Saturday, February 20, 2010


The seventh day of the Chinese New Year (20th February for 2010) is called "yan yat" or "riren" which translates to "everybody's birthday". It is the universal birthday of man, everyone is one year older.

On this day it is tradition to toss "yee sang" - a toss for prosperity, good health, happiness, success, great business deals, good husbands and did I miss anything else?

"Yee sang" or raw fish consists of extremely thin slices of raw fish (salmon, tuna or jelly fish, abalone and prawns) mixed with finely shreded raw carrots, white raddish, pickle cucumber, papaya, ginger, garlic, pomelo, dried winter melon and crackers. It is topped with fried peanuts, seame seeds, spices and different sauces (sour plum sauce, Thai chilli plum sauce). The raw fish is mixed well with the other ingredients, you cannot taste the raw texture at all.

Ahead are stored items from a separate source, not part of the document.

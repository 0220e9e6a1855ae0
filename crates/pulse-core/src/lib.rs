//! Core types and trait definitions for the Trade Pulse lineage tracker.
//!
//! This crate is deliberately free of HTTP and database dependencies.
//! All other crates depend on it; it depends on nothing proprietary.

// We intentionally use native `async fn` in traits (stabilised in Rust 1.75).
// Suppress the advisory lint about `Send` bounds on the returned futures.
#![allow(async_fn_in_trait)]

pub mod collab;
pub mod error;
pub mod lineage;
pub mod period;
pub mod store;
pub mod tier;

pub use error::{Error, Result};
pub use period::PeriodKey;
pub use tier::Tier;
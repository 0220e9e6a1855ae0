//! Publishes artifacts as markdown files under the reports directory.

use std::{
  future::Future,
  path::{Path, PathBuf},
};

use pulse_core::{
  collab::{ArtifactPublisher, CollabError},
  lineage::Artifact,
};

pub struct DirectoryPublisher {
  reports_dir: PathBuf,
}

impl DirectoryPublisher {
  pub fn new(reports_dir: PathBuf) -> Self { Self { reports_dir } }

  /// `{reports_dir}/{tier}/{tier}_report_{period}.md`
  pub fn path_for(&self, artifact: &Artifact) -> PathBuf {
    let tier = artifact.tier();
    self
      .reports_dir
      .join(tier.to_string())
      .join(format!("{tier}_report_{}.md", artifact.period))
  }
}

async fn write(path: &Path, content: &str) -> std::io::Result<()> {
  if let Some(parent) = path.parent() {
    tokio::fs::create_dir_all(parent).await?;
  }
  tokio::fs::write(path, content).await
}

impl ArtifactPublisher for DirectoryPublisher {
  fn publish<'a>(
    &'a self,
    artifact: &'a Artifact,
  ) -> impl Future<Output = Result<(), CollabError>> + Send + 'a {
    async move {
      let path = self.path_for(artifact);
      write(&path, &artifact.content)
        .await
        .map_err(|e| CollabError::Unavailable(format!("{}: {e}", path.display())))?;
      tracing::info!(path = %path.display(), "report written");
      Ok(())
    }
  }
}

For the uninitiated, the dish now does come with cooked fish and has even gone vegetarian. All the ingredients are packed into small separate containers. The dish is colourful and each ingredient symbolises a different value - peanuts and sesame seeds for harvest, pamelo and the carrot for luck, fish for abundance.
The ingredients are then place onto a hugh dish for tossing, I used a baking tray this year.
The peanuts and sesame are placed last on the top of the other raw vegetables.
Every one grabs a pair of chop sticks and lifts up the ingredients and let them drop back into the dish again while saying "lou hei, lou hei" (lift up prosperity and fortune). The believers will of course lift up the ingredients so high. We keep lifting till the ingredients are properly mixed. It is exactly the same as tossing a salad except that in "yee sang," as many as 10 people or more toss the same salad together from one plate while shouting "lou hei!"
My family likes to toss to great heights that defy gravity in the hope for more luck. MartianGirl alway stands on her chair to compete with the adults. Whatever that falls on the table is returned to the dish and whatever that falls on the floor belongs to Demon K9. Although he does escape with some from the table too.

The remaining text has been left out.